Problem to solve ->
Pull every line with "title" from the data.

───── Supplied records ─────

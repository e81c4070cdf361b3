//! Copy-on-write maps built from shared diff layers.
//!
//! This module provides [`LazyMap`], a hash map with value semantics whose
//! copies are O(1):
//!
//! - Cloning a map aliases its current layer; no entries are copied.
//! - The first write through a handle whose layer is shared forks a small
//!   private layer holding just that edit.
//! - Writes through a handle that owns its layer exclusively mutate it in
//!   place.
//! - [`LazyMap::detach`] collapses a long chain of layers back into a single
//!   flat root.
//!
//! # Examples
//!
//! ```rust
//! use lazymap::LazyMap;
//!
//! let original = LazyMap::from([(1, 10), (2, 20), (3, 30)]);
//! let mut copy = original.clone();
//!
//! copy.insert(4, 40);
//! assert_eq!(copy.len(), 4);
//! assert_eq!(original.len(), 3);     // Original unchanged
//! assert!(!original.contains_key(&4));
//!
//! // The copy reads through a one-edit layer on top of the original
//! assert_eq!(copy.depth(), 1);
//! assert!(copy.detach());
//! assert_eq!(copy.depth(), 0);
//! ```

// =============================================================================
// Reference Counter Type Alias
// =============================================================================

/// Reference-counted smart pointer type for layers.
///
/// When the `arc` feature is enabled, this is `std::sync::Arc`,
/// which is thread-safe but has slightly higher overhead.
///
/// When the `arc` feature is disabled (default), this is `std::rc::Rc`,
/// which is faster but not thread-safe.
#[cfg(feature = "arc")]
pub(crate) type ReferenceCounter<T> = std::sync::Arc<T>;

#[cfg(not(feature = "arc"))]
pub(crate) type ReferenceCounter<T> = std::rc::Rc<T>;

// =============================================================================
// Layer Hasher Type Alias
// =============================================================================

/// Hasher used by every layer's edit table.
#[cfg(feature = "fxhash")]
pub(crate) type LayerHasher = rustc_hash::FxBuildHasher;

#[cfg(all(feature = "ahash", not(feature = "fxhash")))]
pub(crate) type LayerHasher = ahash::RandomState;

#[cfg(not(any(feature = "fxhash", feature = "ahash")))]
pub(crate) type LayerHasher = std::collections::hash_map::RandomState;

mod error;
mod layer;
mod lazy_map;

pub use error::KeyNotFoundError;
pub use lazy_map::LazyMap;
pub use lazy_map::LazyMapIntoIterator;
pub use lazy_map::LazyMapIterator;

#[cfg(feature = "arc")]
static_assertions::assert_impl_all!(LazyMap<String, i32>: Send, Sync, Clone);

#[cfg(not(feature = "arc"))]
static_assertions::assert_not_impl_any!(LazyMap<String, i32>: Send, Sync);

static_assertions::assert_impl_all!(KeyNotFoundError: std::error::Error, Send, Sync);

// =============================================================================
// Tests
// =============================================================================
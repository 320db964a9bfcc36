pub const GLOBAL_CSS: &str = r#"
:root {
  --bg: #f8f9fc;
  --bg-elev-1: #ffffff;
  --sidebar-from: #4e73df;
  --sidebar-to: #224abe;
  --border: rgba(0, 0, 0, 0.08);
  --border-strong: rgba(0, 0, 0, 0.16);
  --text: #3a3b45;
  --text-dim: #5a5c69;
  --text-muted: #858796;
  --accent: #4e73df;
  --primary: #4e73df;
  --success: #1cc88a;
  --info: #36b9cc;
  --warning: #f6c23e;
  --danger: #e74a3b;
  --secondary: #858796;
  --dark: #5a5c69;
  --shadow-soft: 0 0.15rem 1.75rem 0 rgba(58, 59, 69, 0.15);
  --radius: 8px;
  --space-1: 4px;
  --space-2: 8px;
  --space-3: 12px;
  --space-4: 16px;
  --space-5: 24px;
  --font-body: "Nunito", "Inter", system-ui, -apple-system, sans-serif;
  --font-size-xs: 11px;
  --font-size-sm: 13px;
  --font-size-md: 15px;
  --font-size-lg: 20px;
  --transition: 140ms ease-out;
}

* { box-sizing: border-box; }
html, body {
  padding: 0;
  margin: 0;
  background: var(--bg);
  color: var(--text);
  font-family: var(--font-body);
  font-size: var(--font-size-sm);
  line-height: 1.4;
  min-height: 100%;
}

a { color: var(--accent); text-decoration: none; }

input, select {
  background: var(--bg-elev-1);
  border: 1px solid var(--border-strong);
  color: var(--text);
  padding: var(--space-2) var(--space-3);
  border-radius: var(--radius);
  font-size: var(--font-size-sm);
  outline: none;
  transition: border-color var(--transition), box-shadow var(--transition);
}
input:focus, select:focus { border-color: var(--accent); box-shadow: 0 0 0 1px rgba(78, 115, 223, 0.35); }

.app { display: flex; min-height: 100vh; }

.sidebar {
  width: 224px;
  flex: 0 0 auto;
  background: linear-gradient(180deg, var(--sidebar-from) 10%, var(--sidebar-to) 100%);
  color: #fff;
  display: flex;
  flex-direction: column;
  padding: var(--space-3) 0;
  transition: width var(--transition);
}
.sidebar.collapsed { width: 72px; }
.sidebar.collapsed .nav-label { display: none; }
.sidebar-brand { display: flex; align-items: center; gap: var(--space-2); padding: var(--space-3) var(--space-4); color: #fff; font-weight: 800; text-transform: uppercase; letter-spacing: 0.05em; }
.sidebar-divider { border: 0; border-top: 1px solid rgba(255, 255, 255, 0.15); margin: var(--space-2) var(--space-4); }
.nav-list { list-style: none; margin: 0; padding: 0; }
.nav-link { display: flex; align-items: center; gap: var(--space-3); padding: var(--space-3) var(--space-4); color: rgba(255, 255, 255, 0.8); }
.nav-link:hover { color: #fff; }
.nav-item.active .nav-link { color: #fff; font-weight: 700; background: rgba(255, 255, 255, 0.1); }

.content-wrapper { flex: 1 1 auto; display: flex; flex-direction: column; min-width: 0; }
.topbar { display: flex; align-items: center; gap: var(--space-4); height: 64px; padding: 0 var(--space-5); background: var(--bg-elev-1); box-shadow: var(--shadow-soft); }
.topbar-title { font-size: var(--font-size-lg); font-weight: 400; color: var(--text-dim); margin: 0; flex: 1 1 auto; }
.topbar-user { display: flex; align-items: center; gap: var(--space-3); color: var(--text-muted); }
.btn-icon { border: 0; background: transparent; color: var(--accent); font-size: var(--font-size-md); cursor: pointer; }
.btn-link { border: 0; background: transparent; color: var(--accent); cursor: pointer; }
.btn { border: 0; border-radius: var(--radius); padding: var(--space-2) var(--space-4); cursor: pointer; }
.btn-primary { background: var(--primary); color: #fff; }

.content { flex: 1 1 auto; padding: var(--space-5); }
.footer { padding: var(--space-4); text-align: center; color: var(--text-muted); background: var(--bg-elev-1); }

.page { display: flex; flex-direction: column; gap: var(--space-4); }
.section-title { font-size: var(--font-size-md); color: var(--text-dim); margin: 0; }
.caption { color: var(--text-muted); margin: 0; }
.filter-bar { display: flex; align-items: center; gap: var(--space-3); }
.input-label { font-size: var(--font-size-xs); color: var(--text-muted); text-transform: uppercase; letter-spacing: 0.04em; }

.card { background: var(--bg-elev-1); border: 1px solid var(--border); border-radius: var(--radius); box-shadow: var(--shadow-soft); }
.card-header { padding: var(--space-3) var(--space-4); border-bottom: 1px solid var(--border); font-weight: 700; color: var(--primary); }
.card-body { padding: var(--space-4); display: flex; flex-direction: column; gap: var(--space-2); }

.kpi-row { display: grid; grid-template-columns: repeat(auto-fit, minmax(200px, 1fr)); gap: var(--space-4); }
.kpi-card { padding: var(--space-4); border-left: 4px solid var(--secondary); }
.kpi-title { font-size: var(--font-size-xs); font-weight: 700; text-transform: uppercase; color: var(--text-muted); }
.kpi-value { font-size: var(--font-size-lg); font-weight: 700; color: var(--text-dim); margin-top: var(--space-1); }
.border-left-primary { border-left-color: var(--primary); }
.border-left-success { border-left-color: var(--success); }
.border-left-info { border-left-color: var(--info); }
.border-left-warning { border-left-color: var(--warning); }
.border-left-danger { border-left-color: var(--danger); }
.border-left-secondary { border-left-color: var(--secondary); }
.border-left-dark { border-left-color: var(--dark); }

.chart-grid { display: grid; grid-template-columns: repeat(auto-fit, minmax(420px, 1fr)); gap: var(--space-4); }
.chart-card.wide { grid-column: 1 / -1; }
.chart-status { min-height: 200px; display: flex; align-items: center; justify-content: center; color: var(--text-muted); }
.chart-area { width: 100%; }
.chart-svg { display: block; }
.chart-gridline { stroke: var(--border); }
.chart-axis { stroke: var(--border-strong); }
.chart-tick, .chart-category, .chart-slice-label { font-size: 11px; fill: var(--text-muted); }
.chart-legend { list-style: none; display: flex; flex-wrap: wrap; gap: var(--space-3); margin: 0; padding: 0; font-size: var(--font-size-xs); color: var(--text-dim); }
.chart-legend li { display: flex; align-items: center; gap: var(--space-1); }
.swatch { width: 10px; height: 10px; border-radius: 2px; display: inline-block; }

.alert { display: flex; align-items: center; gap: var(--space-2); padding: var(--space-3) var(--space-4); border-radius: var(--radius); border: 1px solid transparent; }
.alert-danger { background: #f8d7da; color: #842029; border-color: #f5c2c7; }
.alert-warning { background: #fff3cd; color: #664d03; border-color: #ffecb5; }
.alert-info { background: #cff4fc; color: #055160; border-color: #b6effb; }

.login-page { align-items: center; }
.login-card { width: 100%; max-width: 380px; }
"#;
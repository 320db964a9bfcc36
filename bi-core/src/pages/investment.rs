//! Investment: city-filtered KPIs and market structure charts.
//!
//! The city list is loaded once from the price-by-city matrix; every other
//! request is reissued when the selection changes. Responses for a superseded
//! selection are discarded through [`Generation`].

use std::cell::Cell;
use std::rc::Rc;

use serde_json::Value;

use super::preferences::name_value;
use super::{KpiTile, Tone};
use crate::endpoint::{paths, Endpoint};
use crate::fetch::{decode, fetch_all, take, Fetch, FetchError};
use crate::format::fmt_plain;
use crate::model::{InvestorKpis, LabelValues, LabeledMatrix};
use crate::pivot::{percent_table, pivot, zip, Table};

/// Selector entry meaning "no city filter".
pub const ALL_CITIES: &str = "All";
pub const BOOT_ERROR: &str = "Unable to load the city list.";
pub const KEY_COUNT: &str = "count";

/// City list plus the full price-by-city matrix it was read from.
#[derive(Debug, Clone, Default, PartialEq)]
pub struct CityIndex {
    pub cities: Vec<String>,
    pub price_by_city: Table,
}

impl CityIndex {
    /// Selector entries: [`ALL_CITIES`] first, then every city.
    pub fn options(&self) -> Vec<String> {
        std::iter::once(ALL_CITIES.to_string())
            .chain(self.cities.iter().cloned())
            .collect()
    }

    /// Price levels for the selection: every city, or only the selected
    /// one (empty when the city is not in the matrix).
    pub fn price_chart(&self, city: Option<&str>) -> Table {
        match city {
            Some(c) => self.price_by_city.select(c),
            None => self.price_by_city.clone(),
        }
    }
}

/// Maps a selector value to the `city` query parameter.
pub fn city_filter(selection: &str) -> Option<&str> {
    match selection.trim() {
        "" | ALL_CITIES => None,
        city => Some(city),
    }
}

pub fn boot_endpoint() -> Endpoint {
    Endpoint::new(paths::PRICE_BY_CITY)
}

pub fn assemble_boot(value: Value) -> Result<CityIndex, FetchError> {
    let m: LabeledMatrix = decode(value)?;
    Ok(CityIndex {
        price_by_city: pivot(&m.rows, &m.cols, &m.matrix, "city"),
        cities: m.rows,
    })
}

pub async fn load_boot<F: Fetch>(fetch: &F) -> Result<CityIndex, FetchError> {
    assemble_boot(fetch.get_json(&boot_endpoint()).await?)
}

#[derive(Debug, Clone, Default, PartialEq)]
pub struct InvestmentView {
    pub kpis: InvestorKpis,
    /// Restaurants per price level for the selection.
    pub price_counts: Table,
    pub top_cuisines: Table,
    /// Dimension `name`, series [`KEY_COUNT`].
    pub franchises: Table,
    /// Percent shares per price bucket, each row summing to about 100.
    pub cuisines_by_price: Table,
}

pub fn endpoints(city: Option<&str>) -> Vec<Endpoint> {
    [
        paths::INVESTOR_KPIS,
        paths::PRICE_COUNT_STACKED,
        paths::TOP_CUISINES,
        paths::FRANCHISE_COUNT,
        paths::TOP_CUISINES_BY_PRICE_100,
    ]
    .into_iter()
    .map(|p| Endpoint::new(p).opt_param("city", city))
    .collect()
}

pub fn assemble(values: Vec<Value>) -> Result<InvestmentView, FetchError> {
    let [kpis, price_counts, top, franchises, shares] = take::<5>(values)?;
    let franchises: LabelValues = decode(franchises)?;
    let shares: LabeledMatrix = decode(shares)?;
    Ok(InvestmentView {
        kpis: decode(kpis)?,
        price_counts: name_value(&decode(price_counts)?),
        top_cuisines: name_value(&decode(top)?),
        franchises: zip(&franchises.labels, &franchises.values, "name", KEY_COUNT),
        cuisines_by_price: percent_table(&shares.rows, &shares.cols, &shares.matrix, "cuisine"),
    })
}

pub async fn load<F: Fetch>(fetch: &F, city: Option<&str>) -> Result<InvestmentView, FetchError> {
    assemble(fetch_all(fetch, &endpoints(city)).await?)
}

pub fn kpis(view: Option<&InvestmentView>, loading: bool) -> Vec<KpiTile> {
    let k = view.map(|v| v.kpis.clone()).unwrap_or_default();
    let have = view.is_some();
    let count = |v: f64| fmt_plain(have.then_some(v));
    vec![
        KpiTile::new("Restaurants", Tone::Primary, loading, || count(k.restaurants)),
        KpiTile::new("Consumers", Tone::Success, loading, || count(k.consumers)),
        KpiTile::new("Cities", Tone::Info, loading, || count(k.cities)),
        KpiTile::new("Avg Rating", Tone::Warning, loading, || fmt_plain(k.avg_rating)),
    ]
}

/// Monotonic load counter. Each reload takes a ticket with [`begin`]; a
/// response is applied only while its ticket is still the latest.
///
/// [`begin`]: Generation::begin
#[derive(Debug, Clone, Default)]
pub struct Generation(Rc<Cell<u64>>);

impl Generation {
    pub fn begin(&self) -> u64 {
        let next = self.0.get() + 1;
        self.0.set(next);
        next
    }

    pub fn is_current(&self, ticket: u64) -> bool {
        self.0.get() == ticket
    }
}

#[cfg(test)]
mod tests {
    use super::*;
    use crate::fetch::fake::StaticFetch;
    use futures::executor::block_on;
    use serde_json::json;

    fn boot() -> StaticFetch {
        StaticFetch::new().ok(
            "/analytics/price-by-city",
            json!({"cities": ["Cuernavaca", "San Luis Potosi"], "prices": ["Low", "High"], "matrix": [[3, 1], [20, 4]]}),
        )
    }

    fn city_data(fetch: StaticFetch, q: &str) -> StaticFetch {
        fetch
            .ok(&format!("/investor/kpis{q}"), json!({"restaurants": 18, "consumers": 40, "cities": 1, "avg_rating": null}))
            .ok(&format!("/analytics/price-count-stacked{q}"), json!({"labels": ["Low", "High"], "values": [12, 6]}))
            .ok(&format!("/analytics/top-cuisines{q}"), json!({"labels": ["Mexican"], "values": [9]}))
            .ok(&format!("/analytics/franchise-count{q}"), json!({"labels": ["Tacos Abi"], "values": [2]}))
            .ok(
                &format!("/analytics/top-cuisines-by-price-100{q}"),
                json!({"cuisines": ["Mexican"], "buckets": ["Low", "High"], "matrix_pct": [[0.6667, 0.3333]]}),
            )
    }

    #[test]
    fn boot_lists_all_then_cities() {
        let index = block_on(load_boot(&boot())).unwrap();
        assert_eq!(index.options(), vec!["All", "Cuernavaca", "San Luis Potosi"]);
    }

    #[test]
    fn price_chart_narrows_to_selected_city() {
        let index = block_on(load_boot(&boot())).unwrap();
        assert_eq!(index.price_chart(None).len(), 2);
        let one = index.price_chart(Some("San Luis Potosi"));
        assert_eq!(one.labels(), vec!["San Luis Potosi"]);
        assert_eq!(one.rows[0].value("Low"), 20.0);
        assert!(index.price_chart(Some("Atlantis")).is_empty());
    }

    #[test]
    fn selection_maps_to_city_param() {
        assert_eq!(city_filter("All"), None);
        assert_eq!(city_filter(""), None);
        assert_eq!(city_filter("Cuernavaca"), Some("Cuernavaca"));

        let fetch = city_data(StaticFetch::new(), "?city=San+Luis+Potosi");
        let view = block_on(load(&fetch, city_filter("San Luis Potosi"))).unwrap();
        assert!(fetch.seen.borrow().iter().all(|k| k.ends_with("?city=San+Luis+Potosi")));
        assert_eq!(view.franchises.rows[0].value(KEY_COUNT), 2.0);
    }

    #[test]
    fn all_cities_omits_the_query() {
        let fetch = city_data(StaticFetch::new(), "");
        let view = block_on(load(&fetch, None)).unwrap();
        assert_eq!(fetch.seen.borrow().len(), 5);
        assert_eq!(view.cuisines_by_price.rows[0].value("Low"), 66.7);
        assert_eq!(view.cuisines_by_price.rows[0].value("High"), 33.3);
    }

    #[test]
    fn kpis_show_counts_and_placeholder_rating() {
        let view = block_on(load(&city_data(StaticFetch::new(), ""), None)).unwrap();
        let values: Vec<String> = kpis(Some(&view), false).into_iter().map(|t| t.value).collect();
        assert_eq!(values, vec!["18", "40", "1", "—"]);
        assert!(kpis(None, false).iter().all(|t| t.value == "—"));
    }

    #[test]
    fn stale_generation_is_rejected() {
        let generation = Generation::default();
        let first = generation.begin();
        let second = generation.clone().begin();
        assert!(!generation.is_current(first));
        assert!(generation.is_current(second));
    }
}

─────

Result ->
.topbar-title { font-size: var(--font-size-lg); font-weight: 400; color: var(--text-dim); margin: 0; flex: 1 1 auto; }
.section-title { font-size: var(--font-size-md); color: var(--text-dim); margin: 0; }
.kpi-title { font-size: var(--font-size-xs); font-weight: 700; text-transform: uppercase; color: var(--text-muted); }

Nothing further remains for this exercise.